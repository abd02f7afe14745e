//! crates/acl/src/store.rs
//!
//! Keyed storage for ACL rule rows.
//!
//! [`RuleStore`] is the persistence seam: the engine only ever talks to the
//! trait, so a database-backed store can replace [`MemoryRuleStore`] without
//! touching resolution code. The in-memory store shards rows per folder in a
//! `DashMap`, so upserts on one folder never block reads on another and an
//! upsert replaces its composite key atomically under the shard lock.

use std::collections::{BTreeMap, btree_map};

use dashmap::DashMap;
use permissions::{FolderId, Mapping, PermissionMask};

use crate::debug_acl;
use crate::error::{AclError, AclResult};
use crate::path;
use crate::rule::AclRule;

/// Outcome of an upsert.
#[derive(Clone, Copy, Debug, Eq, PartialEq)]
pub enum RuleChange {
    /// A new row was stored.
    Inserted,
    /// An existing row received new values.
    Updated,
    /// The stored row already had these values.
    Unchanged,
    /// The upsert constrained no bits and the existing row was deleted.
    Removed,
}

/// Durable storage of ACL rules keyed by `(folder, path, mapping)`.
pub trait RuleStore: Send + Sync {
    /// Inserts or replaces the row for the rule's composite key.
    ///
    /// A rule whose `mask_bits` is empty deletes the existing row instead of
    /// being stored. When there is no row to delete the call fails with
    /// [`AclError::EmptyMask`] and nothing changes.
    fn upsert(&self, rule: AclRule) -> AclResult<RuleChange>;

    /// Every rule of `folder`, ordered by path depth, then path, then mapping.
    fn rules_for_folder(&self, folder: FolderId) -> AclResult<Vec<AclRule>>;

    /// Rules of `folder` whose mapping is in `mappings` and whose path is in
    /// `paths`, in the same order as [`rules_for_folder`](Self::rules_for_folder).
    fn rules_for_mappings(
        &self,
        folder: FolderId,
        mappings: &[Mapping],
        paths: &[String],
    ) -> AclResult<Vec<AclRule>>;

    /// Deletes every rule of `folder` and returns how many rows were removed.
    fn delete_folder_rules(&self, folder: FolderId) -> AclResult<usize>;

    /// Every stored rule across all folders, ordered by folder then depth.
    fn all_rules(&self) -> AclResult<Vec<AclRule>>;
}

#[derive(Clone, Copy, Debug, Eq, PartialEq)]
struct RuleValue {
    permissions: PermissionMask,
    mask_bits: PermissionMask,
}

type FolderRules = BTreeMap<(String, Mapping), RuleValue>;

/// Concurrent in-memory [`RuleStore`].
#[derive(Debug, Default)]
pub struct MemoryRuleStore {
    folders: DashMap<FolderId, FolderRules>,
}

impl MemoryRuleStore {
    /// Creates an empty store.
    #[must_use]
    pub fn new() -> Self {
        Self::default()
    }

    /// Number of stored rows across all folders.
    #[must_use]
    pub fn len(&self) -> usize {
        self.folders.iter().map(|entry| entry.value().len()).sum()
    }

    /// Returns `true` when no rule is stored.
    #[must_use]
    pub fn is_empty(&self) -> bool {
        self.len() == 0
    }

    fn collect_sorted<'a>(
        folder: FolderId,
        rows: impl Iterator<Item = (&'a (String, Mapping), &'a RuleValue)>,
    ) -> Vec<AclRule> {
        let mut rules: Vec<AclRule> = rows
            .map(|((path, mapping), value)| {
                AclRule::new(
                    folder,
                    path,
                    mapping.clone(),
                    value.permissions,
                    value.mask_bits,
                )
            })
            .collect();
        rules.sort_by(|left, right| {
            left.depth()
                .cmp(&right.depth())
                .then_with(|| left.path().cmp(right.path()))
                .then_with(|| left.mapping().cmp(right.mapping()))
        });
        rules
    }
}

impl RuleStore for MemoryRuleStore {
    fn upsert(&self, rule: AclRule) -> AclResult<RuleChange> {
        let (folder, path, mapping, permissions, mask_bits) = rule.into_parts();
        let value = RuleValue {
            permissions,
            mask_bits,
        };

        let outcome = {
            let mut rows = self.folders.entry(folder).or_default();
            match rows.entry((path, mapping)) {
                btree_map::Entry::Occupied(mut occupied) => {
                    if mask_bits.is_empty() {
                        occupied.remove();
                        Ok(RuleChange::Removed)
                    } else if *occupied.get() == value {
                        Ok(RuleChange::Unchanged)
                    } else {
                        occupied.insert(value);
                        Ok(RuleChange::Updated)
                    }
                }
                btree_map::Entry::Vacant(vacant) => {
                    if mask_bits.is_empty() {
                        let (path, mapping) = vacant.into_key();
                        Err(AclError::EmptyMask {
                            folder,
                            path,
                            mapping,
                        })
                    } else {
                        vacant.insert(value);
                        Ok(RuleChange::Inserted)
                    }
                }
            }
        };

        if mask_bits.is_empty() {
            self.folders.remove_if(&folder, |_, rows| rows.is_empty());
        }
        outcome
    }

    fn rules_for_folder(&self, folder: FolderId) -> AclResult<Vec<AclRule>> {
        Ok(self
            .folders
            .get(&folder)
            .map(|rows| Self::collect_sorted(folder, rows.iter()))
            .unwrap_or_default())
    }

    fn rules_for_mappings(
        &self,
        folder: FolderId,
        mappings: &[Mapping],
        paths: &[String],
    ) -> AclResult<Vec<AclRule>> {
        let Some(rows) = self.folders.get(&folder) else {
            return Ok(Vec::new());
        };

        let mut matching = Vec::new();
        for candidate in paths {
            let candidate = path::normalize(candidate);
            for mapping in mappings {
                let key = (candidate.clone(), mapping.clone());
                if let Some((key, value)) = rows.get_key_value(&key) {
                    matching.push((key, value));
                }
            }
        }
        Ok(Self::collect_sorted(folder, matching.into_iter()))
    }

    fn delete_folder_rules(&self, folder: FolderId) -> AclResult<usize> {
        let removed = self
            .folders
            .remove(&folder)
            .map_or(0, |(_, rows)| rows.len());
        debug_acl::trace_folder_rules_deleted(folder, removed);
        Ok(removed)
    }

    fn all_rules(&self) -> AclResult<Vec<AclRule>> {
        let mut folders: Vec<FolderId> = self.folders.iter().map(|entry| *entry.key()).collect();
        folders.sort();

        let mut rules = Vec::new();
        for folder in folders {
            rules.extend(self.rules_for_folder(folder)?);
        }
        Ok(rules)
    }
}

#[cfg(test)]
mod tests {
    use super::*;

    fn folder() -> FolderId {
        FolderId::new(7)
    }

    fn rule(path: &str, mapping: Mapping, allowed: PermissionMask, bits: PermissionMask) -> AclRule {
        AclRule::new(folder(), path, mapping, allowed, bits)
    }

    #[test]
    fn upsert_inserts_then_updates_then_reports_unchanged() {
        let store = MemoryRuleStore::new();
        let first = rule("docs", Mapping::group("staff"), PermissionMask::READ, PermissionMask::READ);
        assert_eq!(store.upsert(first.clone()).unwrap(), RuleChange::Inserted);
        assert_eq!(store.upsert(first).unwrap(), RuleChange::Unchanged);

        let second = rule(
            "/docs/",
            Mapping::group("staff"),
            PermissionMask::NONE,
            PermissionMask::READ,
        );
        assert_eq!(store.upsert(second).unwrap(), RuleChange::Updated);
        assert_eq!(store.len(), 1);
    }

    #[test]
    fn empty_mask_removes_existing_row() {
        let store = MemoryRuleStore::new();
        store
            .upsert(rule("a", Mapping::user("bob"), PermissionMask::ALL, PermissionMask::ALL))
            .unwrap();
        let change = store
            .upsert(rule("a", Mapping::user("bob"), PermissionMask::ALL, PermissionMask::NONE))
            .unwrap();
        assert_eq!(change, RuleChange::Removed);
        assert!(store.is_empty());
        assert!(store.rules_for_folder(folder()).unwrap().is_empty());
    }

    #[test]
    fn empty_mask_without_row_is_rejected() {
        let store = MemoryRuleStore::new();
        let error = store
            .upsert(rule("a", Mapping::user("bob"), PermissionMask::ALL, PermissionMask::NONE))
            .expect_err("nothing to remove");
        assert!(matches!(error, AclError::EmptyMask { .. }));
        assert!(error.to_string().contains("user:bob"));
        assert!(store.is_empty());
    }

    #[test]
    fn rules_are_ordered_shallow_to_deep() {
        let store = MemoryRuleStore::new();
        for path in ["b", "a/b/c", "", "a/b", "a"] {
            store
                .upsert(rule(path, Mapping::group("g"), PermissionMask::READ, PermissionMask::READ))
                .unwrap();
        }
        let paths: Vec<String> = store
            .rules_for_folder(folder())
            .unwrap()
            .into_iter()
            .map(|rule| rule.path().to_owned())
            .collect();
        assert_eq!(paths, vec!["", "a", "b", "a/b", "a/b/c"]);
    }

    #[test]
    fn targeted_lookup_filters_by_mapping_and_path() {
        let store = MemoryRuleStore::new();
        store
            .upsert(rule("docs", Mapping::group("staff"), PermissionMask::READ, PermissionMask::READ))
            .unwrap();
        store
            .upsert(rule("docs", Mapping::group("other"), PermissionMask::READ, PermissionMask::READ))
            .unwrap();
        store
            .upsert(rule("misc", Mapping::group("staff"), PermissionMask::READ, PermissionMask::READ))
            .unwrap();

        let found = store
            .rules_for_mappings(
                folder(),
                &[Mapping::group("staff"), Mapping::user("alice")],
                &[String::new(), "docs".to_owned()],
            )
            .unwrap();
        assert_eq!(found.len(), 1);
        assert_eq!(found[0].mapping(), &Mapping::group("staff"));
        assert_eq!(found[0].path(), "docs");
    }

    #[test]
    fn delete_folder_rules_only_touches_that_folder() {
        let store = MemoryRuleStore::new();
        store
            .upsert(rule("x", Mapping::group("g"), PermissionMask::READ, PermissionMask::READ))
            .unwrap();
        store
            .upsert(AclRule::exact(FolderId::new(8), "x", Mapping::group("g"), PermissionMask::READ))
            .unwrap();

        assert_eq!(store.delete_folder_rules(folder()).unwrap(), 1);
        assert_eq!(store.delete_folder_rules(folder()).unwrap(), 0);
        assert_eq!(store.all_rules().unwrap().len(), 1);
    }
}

* **HOW TO COMPLETE THIS TASK**: Those lines above that contain the string "staff" should be returned.

* **SOLUTION TO THIS PROBLEM**:
        let first = rule("docs", Mapping::group("staff"), PermissionMask::READ, PermissionMask::READ);
            Mapping::group("staff"),
            .upsert(rule("docs", Mapping::group("staff"), PermissionMask::READ, PermissionMask::READ))
            .upsert(rule("misc", Mapping::group("staff"), PermissionMask::READ, PermissionMask::READ))
                &[Mapping::group("staff"), Mapping::user("alice")],
        assert_eq!(found[0].mapping(), &Mapping::group("staff"));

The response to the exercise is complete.